Collected data:

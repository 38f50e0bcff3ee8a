// SPDX-License-Identifier: MIT OR Apache-2.0

use joseki_core::{
    BoardState, Color, GameConfig, GameError, GameView, KoRule, Point, Ruleset, StateOverrides,
};

mod common;
use common::{game_after, new_game, play_all};

/// Position where Black has just taken a ko at (4, 4) by playing (4, 5)
fn ko_game() -> joseki_core::Game {
    game_after(
        9,
        &[
            Some((3, 4)),
            Some((3, 5)),
            Some((4, 3)),
            Some((5, 5)),
            Some((5, 4)),
            Some((4, 6)),
            Some((8, 8)),
            Some((4, 4)),
            Some((4, 5)),
        ],
    )
}

#[test]
fn out_of_bounds() {
    let mut game = new_game(9);
    assert_eq!(game.play_at(9, 0), Err(GameError::OutOfBounds { y: 9, x: 0 }));
    assert_eq!(game.play_at(0, 200), Err(GameError::OutOfBounds { y: 0, x: 200 }));
    assert!(game.is_illegal_at(9, 9));
    assert!(game.moves().is_empty());
}

#[test]
fn occupied_position() {
    let mut game = game_after(9, &[Some((4, 4))]);
    assert_eq!(game.play_at(4, 4), Err(GameError::OccupiedPosition));
    assert_eq!(game.moves().len(), 1);
    assert_eq!(game.current_player(), Color::White);
}

#[test]
fn self_capture() {
    let mut game = game_after(9, &[Some((8, 8)), Some((0, 1)), Some((8, 7)), Some((1, 0))]);

    assert!(game.is_illegal_at(0, 0));
    assert_eq!(game.play_at(0, 0), Err(GameError::SelfCapture));
    assert_eq!(game.moves().len(), 4);
}

#[test]
fn capturing_into_a_surrounded_point_is_legal() {
    let mut game = game_after(
        9,
        &[
            Some((0, 2)),
            Some((0, 1)),
            Some((1, 1)),
            Some((1, 0)),
            Some((2, 0)),
            Some((8, 8)),
        ],
    );

    assert!(!game.is_illegal_at(0, 0));
    let state = game.play_at(0, 0).unwrap();
    assert_eq!(state.white_stones_captured, 2);
    assert!(state.intersection_at(0, 1).is_empty());
    assert!(state.intersection_at(1, 0).is_empty());
}

#[test]
fn immediate_ko_retake_is_rejected() {
    let mut game = ko_game();
    assert_eq!(game.current_state().ko_point, Some(Point::new(4, 4)));
    assert_eq!(game.current_player(), Color::White);

    assert!(game.is_illegal_at(4, 4));
    assert_eq!(game.play_at(4, 4), Err(GameError::KoViolation));
    assert_eq!(game.moves().len(), 9);
}

#[test]
fn ko_can_be_retaken_after_a_threat() {
    let mut game = ko_game();
    play_all(&mut game, &[Some((0, 0)), Some((8, 0))]);

    assert_eq!(game.current_state().ko_point, None);
    let state = game.play_at(4, 4).unwrap();
    assert_eq!(state.black_stones_captured, 1);
    assert!(state.intersection_at(4, 5).is_empty());
    // the retake is itself a ko capture
    assert_eq!(state.ko_point, Some(Point::new(4, 5)));
}

#[test]
fn ko_review_keeps_a_repeating_ko_point() {
    let game = ko_game();
    let ruleset = Ruleset::new(KoRule::Simple);
    let candidate = game.current_state();
    let history = &game.history()[..game.history().len() - 1];

    assert!(ruleset.is_ko_violation(4, 4, candidate, history));
    // missing preceding position: the ko shape alone decides
    assert!(ruleset.is_ko_violation(4, 4, candidate, &[]));
    // no ko point at all
    assert!(!ruleset.is_ko_violation(2, 2, candidate, history));
}

#[test]
fn ko_review_clears_a_ko_point_that_does_not_repeat() {
    let game = ko_game();
    let ruleset = Ruleset::new(KoRule::Simple);
    let candidate = game.current_state();

    let unrelated = BoardState::empty(9).unwrap().copy_with_attributes(StateOverrides {
        move_number: Some(candidate.move_number - 1),
        ..StateOverrides::default()
    });

    assert!(!ruleset.is_ko_violation(4, 4, candidate, &[unrelated]));
}

#[test]
fn moves_after_the_game_ended_are_rejected() {
    let mut game = game_after(9, &[Some((4, 4)), None, None]);
    assert!(game.is_over());
    assert_eq!(game.play_at(2, 2), Err(GameError::GameOver));
    assert_eq!(game.pass(), Err(GameError::GameOver));

    assert!(game.undo().is_some());
    assert!(!game.is_over());
    assert!(game.pass().is_ok());
}

#[test]
fn undo_keeps_the_initial_state() {
    let mut game = game_after(9, &[Some((4, 4))]);
    assert!(game.undo().is_some());
    assert!(game.undo().is_none());
    assert_eq!(game.history().len(), 1);
    assert_eq!(game.current_player(), Color::Black);
}

#[test]
fn white_moves_first_after_fixed_handicap() {
    let mut config = GameConfig::with_size(19);
    config.handicap_stones = 2;
    let mut game = joseki_core::Game::new(config).unwrap();

    assert_eq!(game.current_player(), Color::White);
    assert_eq!(game.play_at(3, 15), Err(GameError::OccupiedPosition));
    game.play_at(3, 3).unwrap();
    assert_eq!(game.current_player(), Color::Black);
}

#[test]
fn black_places_free_handicap_stones() {
    let mut config = GameConfig::with_size(9);
    config.handicap_stones = 3;
    config.free_handicap_placement = true;
    let mut game = joseki_core::Game::new(config).unwrap();

    assert_eq!(game.current_state().stones_of(Color::Black), 0);
    for (y, x) in [(0, 0), (0, 8), (8, 0)] {
        assert_eq!(game.current_player(), Color::Black);
        game.play_at(y, x).unwrap();
    }
    assert_eq!(game.current_player(), Color::White);
    assert_eq!(game.current_state().stones_of(Color::Black), 3);

    let path = game.path();
    assert_eq!(path.len(), 3);
    assert!(path.iter().all(|m| m.color == Color::Black));
}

- PROBLEM
Quote the data above in full, changing nothing.

- REPLY TO THE TASK
repository 38f50e0bcff3ee8a
// SPDX-License-Identifier: MIT OR Apache-2.0

use joseki_core::{
    BoardState, Color, GameConfig, GameError, GameView, KoRule, Point, Ruleset, StateOverrides,
};

mod common;
use common::{game_after, new_game, play_all};

/// Position where Black has just taken a ko at (4, 4) by playing (4, 5)
fn ko_game() -> joseki_core::Game {
    game_after(
        9,
        &[
            Some((3, 4)),
            Some((3, 5)),
            Some((4, 3)),
            Some((5, 5)),
            Some((5, 4)),
            Some((4, 6)),
            Some((8, 8)),
            Some((4, 4)),
            Some((4, 5)),
        ],
    )
}

#[test]
fn out_of_bounds() {
    let mut game = new_game(9);
    assert_eq!(game.play_at(9, 0), Err(GameError::OutOfBounds { y: 9, x: 0 }));
    assert_eq!(game.play_at(0, 200), Err(GameError::OutOfBounds { y: 0, x: 200 }));
    assert!(game.is_illegal_at(9, 9));
    assert!(game.moves().is_empty());
}

#[test]
fn occupied_position() {
    let mut game = game_after(9, &[Some((4, 4))]);
    assert_eq!(game.play_at(4, 4), Err(GameError::OccupiedPosition));
    assert_eq!(game.moves().len(), 1);
    assert_eq!(game.current_player(), Color::White);
}

#[test]
fn self_capture() {
    let mut game = game_after(9, &[Some((8, 8)), Some((0, 1)), Some((8, 7)), Some((1, 0))]);

    assert!(game.is_illegal_at(0, 0));
    assert_eq!(game.play_at(0, 0), Err(GameError::SelfCapture));
    assert_eq!(game.moves().len(), 4);
}

#[test]
fn capturing_into_a_surrounded_point_is_legal() {
    let mut game = game_after(
        9,
        &[
            Some((0, 2)),
            Some((0, 1)),
            Some((1, 1)),
            Some((1, 0)),
            Some((2, 0)),
            Some((8, 8)),
        ],
    );

    assert!(!game.is_illegal_at(0, 0));
    let state = game.play_at(0, 0).unwrap();
    assert_eq!(state.white_stones_captured, 2);
    assert!(state.intersection_at(0, 1).is_empty());
    assert!(state.intersection_at(1, 0).is_empty());
}

#[test]
fn immediate_ko_retake_is_rejected() {
    let mut game = ko_game();
    assert_eq!(game.current_state().ko_point, Some(Point::new(4, 4)));
    assert_eq!(game.current_player(), Color::White);

    assert!(game.is_illegal_at(4, 4));
    assert_eq!(game.play_at(4, 4), Err(GameError::KoViolation));
    assert_eq!(game.moves().len(), 9);
}

#[test]
fn ko_can_be_retaken_after_a_threat() {
    let mut game = ko_game();
    play_all(&mut game, &[Some((0, 0)), Some((8, 0))]);

    assert_eq!(game.current_state().ko_point, None);
    let state = game.play_at(4, 4).unwrap();
    assert_eq!(state.black_stones_captured, 1);
    assert!(state.intersection_at(4, 5).is_empty());
    // the retake is itself a ko capture
    assert_eq!(state.ko_point, Some(Point::new(4, 5)));
}

#[test]
fn ko_review_keeps_a_repeating_ko_point() {
    let game = ko_game();
    let ruleset = Ruleset::new(KoRule::Simple);
    let candidate = game.current_state();
    let history = &game.history()[..game.history().len() - 1];

    assert!(ruleset.is_ko_violation(4, 4, candidate, history));
    // missing preceding position: the ko shape alone decides
    assert!(ruleset.is_ko_violation(4, 4, candidate, &[]));
    // no ko point at all
    assert!(!ruleset.is_ko_violation(2, 2, candidate, history));
}

#[test]
fn ko_review_clears_a_ko_point_that_does_not_repeat() {
    let game = ko_game();
    let ruleset = Ruleset::new(KoRule::Simple);
    let candidate = game.current_state();

    let unrelated = BoardState::empty(9).unwrap().copy_with_attributes(StateOverrides {
        move_number: Some(candidate.move_number - 1),
        ..StateOverrides::default()
    });

    assert!(!ruleset.is_ko_violation(4, 4, candidate, &[unrelated]));
}

#[test]
fn moves_after_the_game_ended_are_rejected() {
    let mut game = game_after(9, &[Some((4, 4)), None, None]);
    assert!(game.is_over());
    assert_eq!(game.play_at(2, 2), Err(GameError::GameOver));
    assert_eq!(game.pass(), Err(GameError::GameOver));

    assert!(game.undo().is_some());
    assert!(!game.is_over());
    assert!(game.pass().is_ok());
}

#[test]
fn undo_keeps_the_initial_state() {
    let mut game = game_after(9, &[Some((4, 4))]);
    assert!(game.undo().is_some());
    assert!(game.undo().is_none());
    assert_eq!(game.history().len(), 1);
    assert_eq!(game.current_player(), Color::Black);
}

#[test]
fn white_moves_first_after_fixed_handicap() {
    let mut config = GameConfig::with_size(19);
    config.handicap_stones = 2;
    let mut game = joseki_core::Game::new(config).unwrap();

    assert_eq!(game.current_player(), Color::White);
    assert_eq!(game.play_at(3, 15), Err(GameError::OccupiedPosition));
    game.play_at(3, 3).unwrap();
    assert_eq!(game.current_player(), Color::Black);
}

#[test]
fn black_places_free_handicap_stones() {
    let mut config = GameConfig::with_size(9);
    config.handicap_stones = 3;
    config.free_handicap_placement = true;
    let mut game = joseki_core::Game::new(config).unwrap();

    assert_eq!(game.current_state().stones_of(Color::Black), 0);
    for (y, x) in [(0, 0), (0, 8), (8, 0)] {
        assert_eq!(game.current_player(), Color::Black);
        game.play_at(y, x).unwrap();
    }
    assert_eq!(game.current_player(), Color::White);
    assert_eq!(game.current_state().stones_of(Color::Black), 3);

    let path = game.path();
    assert_eq!(path.len(), 3);
    assert!(path.iter().all(|m| m.color == Color::Black));
}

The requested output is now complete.